No caso específico de uma provável degradação proposital de tráfego ou bloqueio por omissão técnica para entregar o serviço over-the-top (OTT), conforme a Netflix acusa a Comcast, o problema seria investigado, pois deixaria o acesso abaixo do nível para preservar a qualidade.

E, da mesma forma que a Federal Communications Commission (FCC, órgão regulador norte-americano), a Anatel poderia pedir para revisar contratos entre as empresas. "Fazer acordo pode sempre, esse teor é que não pode".

Discordâncias

O diretor de relações institucionais e de novas mídias das Organizações Globo, José Francisco de Araújo Lima, não concorda.

"Nós não teríamos condições de competir com Google, Netflix e Facebook no privilégio de banda. Por mim, não deveria poder ter acordo (como o dos EUA), nem de forma isonômica", disse, ao se referir a um eventual acordo financeiro entre um provedor OTT e uma rede de telecomunicações para permitir uma conexão melhor.

Ele acredita que eventualmente até pode ser necessário regular casos excepcionais prevendo a quebra da neutralidade. Mas há preocupação com a forma com que isso seja feito.

"Eu não imagino que uma Autobahn na Alemanha com seis pistas, se cinco tiverem privilégio em cinco pistas, não iria alterar a velocidade da sexta pista", diz.

Araújo Lima ainda destaca que a regulamentação por decreto da Presidência já foi um avanço, e que o modelo principiológico é acertado.

"Na primeira versão, era o Poder Executivo (que iria regulamentar), e tínhamos o pavor de uma lei principiológica como essa cair nas mãos de um setor técnico. Já imaginou essa lei regulamentada pela Anatel? Deus me livre."

Para o diretor de estratégia regulatória da NET Servicos, Gilberto Sotto Mayor, é necessário o debate técnico para assegurar "prioridade natural" de serviços que usam engenharia de tráfego, como VoIP e CDN na regulamentação.

"A lei foi muito feliz para que sejam realmente consultados os especialistas, não é tema para blogueiro e cantor", provoca.

Ele também cita o caso Comcast/NETflix, mas argumenta que foi diferente por se tratar de prioridade de interconexão, e não de tráfego. "Interconexão é questão regulatória, não é de neutralidade".

O problema no Brasil, diz o executivo da NET, tem raízes econômicas.

"O gargalo não é na neutralidade. (O problema) é que não temos capital para concorrer. Neutralidade é um problema que não existe, qualquer um que usa a rede da NET pode usar Skype ou ver Netflix", detalha.

Sem garantias para 2014

O processo de regulamentação do Marco Civil deve ser coordenado pela Casa Civil.

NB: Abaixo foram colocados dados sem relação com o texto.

//! # Material Library
//!
//! The `MaterialLibrary` is the root container for the material definitions
//! of one model. Libraries serialize to `.cdpl` files as human-readable JSON.
//!
//! ## Structure
//!
//! ```text
//! MaterialLibrary
//! ├── meta: LibraryMetadata (version, author, model name, timestamps)
//! ├── settings: LibrarySettings (code edition, representative strength, defaults)
//! └── materials: BTreeMap<String, MaterialDefinition> (keyed by material name)
//! ```
//!
//! ## Example
//!
//! ```rust
//! use cdp_core::library::MaterialLibrary;
//! use cdp_core::materials::{Material, SteelGrade, SteelMaterial};
//!
//! let mut library = MaterialLibrary::new("Jane Engineer", "Model-SimplyBeam");
//! library.define(&Material::Steel(SteelMaterial::from_grade(SteelGrade::HRB400))).unwrap();
//!
//! let json = serde_json::to_string_pretty(&library).unwrap();
//! assert!(json.contains("HRB400"));
//! ```

use std::collections::BTreeMap;

use chrono::{DateTime, Utc};
use serde::{Deserialize, Serialize};
use tracing::debug;

use crate::definition::MaterialDefinition;
use crate::errors::{CalcError, CalcResult};
use crate::materials::concrete::{DEFAULT_DENSITY, DEFAULT_POISSON};
use crate::materials::{CdpPlasticity, ConcreteMaterial, Material};
use crate::strength::{ConcreteGrade, RepresentativeStrength};

/// Current schema version for .cdpl files
pub const SCHEMA_VERSION: &str = "0.1.0";

/// Root library container.
///
/// Materials are keyed by name; a name is defined at most once.
#[derive(Debug, Clone, Serialize, Deserialize)]
pub struct MaterialLibrary {
    pub meta: LibraryMetadata,

    pub settings: LibrarySettings,

    /// Computed definitions, ordered by name for stable files
    pub materials: BTreeMap<String, MaterialDefinition>,
}

impl MaterialLibrary {
    /// Create a new empty library.
    pub fn new(author: impl Into<String>, model_name: impl Into<String>) -> Self {
        let now = Utc::now();
        MaterialLibrary {
            meta: LibraryMetadata {
                version: SCHEMA_VERSION.to_string(),
                author: author.into(),
                model_name: model_name.into(),
                created: now,
                modified: now,
            },
            settings: LibrarySettings::default(),
            materials: BTreeMap::new(),
        }
    }

    /// Define a material, or return the existing entry with the same name.
    ///
    /// An existing entry is never recomputed or replaced, so defining the
    /// same concrete twice computes its curves once.
    pub fn define(&mut self, material: &Material) -> CalcResult<&MaterialDefinition> {
        let name = material.name().to_string();
        if self.materials.contains_key(&name) {
            debug!(name = %name, "material already defined, reusing");
        } else {
            let definition = material.definition()?;
            debug!(name = %name, behavior = definition.behavior_name(), "defined material");
            self.materials.insert(name.clone(), definition);
            self.touch();
        }
        self.get(&name)
            .ok_or_else(|| CalcError::material_not_found(name.as_str()))
    }

    /// Concrete for `grade` using this library's settings.
    pub fn concrete_for_grade(&self, grade: ConcreteGrade) -> CalcResult<ConcreteMaterial> {
        Ok(ConcreteMaterial::from_grade(grade, self.settings.representative)?
            .with_density(self.settings.concrete_density)
            .with_poisson(self.settings.concrete_poisson)
            .with_plasticity(self.settings.plasticity))
    }

    pub fn get(&self, name: &str) -> Option<&MaterialDefinition> {
        self.materials.get(name)
    }

    /// Look up a material, failing with `MaterialNotFound`.
    pub fn require(&self, name: &str) -> CalcResult<&MaterialDefinition> {
        self.get(name).ok_or_else(|| CalcError::material_not_found(name))
    }

    /// Remove a material by name.
    pub fn remove(&mut self, name: &str) -> Option<MaterialDefinition> {
        let removed = self.materials.remove(name);
        if removed.is_some() {
            self.touch();
        }
        removed
    }

    pub fn names(&self) -> impl Iterator<Item = &str> {
        self.materials.keys().map(String::as_str)
    }

    pub fn len(&self) -> usize {
        self.materials.len()
    }

    pub fn is_empty(&self) -> bool {
        self.materials.is_empty()
    }

    /// Update the modified timestamp.
    pub fn touch(&mut self) {
        self.meta.modified = Utc::now();
    }
}

impl Default for MaterialLibrary {
    fn default() -> Self {
        MaterialLibrary::new("", "")
    }
}

/// Library metadata stored in the file header.
#[derive(Debug, Clone, Serialize, Deserialize)]
pub struct LibraryMetadata {
    /// Schema version (for migration compatibility)
    pub version: String,

    pub author: String,

    /// Name of the host model the materials belong to
    pub model_name: String,

    pub created: DateTime<Utc>,

    pub modified: DateTime<Utc>,
}

/// Defaults applied when concrete is created from a grade.
#[derive(Debug, Clone, Serialize, Deserialize)]
pub struct LibrarySettings {
    /// Design code edition (e.g., "GB50010-2010(2024)")
    pub code: String,

    /// Representative strength fed into the curves
    pub representative: RepresentativeStrength,

    /// Concrete density (t/mm³)
    pub concrete_density: f64,

    pub concrete_poisson: f64,

    pub plasticity: CdpPlasticity,
}

impl Default for LibrarySettings {
    fn default() -> Self {
        LibrarySettings {
            code: "GB50010-2010(2024)".to_string(),
            representative: RepresentativeStrength::Characteristic,
            concrete_density: DEFAULT_DENSITY,
            concrete_poisson: DEFAULT_POISSON,
            plasticity: CdpPlasticity::default(),
        }
    }
}

#[cfg(test)]
mod tests {
    use super::*;
    use crate::materials::{SteelGrade, SteelMaterial};

    #[test]
    fn test_library_creation() {
        let library = MaterialLibrary::new("John Doe", "Model-SimplyBeam");
        assert_eq!(library.meta.author, "John Doe");
        assert_eq!(library.meta.model_name, "Model-SimplyBeam");
        assert_eq!(library.meta.version, SCHEMA_VERSION);
        assert!(library.is_empty());
    }

    #[test]
    fn test_define_is_idempotent_by_name() {
        let mut library = MaterialLibrary::default();
        let first = Material::Concrete(ConcreteMaterial::default());
        library.define(&first).unwrap();

        // Same name, different constants: the existing entry wins
        let second = Material::Concrete(ConcreteMaterial::new("C30", 14.3, 1.43, 30000.0));
        let def = library.define(&second).unwrap();
        let tables = def.cdp_tables().unwrap();
        assert!((tables.compression_hardening[0][0] - 11.711185).abs() < 1e-9);
        assert_eq!(library.len(), 1);
    }

    #[test]
    fn test_define_propagates_errors() {
        let mut library = MaterialLibrary::default();
        let bad = Material::Concrete(ConcreteMaterial::new("Bad", 20.0, 2.0, -1.0));
        assert!(library.define(&bad).is_err());
        assert!(library.is_empty());
    }

    #[test]
    fn test_add_remove_and_names() {
        let mut library = MaterialLibrary::default();
        library
            .define(&Material::Steel(SteelMaterial::from_grade(SteelGrade::HRB400)))
            .unwrap();
        library
            .define(&Material::Steel(SteelMaterial::from_grade(SteelGrade::HPB300)))
            .unwrap();

        let names: Vec<&str> = library.names().collect();
        assert_eq!(names, vec!["HPB300", "HRB400"]);

        assert!(library.remove("HRB400").is_some());
        assert!(library.remove("HRB400").is_none());
        assert!(library.require("HRB400").is_err());
        assert_eq!(library.len(), 1);
    }

    #[test]
    fn test_concrete_for_grade_uses_settings() {
        let mut library = MaterialLibrary::default();
        library.settings.representative = RepresentativeStrength::Design;
        library.settings.concrete_density = 2.2e-9;

        let c30 = library.concrete_for_grade(ConcreteGrade::C30).unwrap();
        assert!((c30.fcr - 14.331428571).abs() < 1e-8);
        assert_eq!(c30.density, 2.2e-9);
    }

    #[test]
    fn test_library_serialization() {
        let mut library = MaterialLibrary::new("Jane Engineer", "Model-A");
        library.define(&Material::Concrete(ConcreteMaterial::default())).unwrap();
        let json = serde_json::to_string_pretty(&library).unwrap();

        assert!(json.contains("Jane Engineer"));
        assert!(json.contains("GB50010-2010(2024)"));
        assert!(json.contains("DamagedPlasticity"));

        let roundtrip: MaterialLibrary = serde_json::from_str(&json).unwrap();
        assert_eq!(roundtrip.meta.author, "Jane Engineer");
        assert_eq!(roundtrip.len(), 1);
    }
}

A Anatel não foi ainda solicitada pela presidente Dilma Rousseff para se manifestar sobre os aspectos polêmicos da Lei.

Ela chegou a prometer em maio uma consulta pública para a regulamentação por meio do portal Participa Brasil, mas a janela parece estar se fechando para que saia ainda em 2014.

O conselheiro Igor Freitas diz que "há chance (de ser regulamentada ainda neste ano), mesmo com as eleições, mas acho que não é o foco", conclui.